Repeat, exactly as written, the lines of the records below from the first through the line with "pub async fn find_by_activity_id(&self, activity_id: &str)", but none past it.
- - -
//! Share repository (`Announce`/`Like`, spec.md §4.4).

use std::sync::Arc;

use crate::entities::{share, Share};
use outpost_common::{AppError, AppResult};
use sea_orm::{
    ActiveModelTrait, ColumnTrait, DatabaseConnection, EntityTrait, ModelTrait, QueryFilter,
    QueryOrder,
};

#[derive(Clone)]
pub struct ShareRepository {
    db: Arc<DatabaseConnection>,
}

impl ShareRepository {
    #[must_use]
    pub const fn new(db: Arc<DatabaseConnection>) -> Self {
        Self { db }
    }

    pub async fn find_by_activity_id(&self, activity_id: &str) -> AppResult<Option<share::Model>> {
        Share::find_by_id(activity_id)
            .one(self.db.as_ref())
            .await
            .map_err(|e| AppError::Database(e.to_string()))
    }

    pub async fn find_by_actor_and_note(
        &self,
        actor_id: &str,
        note_id: &str,
        kind: share::ShareKind,
    ) -> AppResult<Option<share::Model>> {
        Share::find()
            .filter(share::Column::ActorId.eq(actor_id))
            .filter(share::Column::NoteId.eq(note_id))
            .filter(share::Column::Kind.eq(kind))
            .one(self.db.as_ref())
            .await
            .map_err(|e| AppError::Database(e.to_string()))
    }

    /// Most recent share/like by `actor_id`, for throttle checks
    /// symmetric with the post-throttle (spec.md §4.6).
    pub async fn find_latest_by_actor(&self, actor_id: &str) -> AppResult<Option<share::Model>> {
        Share::find()
            .filter(share::Column::ActorId.eq(actor_id))
            .order_by_desc(share::Column::CreatedAt)
            .one(self.db.as_ref())
            .await
            .map_err(|e| AppError::Database(e.to_string()))
    }

    pub async fn create(&self, model: share::ActiveModel) -> AppResult<share::Model> {
        model
            .insert(self.db.as_ref())
            .await
            .map_err(|e| AppError::Database(e.to_string()))
    }

    pub async fn delete_by_activity_id(&self, activity_id: &str) -> AppResult<Option<share::Model>> {
        let found = self.find_by_activity_id(activity_id).await?;
        if let Some(s) = found.clone() {
            s.delete(self.db.as_ref())
                .await
                .map_err(|e| AppError::Database(e.to_string()))?;
        }
        Ok(found)
    }
}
- - -
- WRITTEN SOLUTION:
//! Share repository (`Announce`/`Like`, spec.md §4.4).

use std::sync::Arc;

use crate::entities::{share, Share};
use outpost_common::{AppError, AppResult};
use sea_orm::{
    ActiveModelTrait, ColumnTrait, DatabaseConnection, EntityTrait, ModelTrait, QueryFilter,
    QueryOrder,
};

#[derive(Clone)]
pub struct ShareRepository {
    db: Arc<DatabaseConnection>,
}

impl ShareRepository {
    #[must_use]
    pub const fn new(db: Arc<DatabaseConnection>) -> Self {
        Self { db }
    }

    pub async fn find_by_activity_id(&self, activity_id: &str) -> AppResult<Option<share::Model>> {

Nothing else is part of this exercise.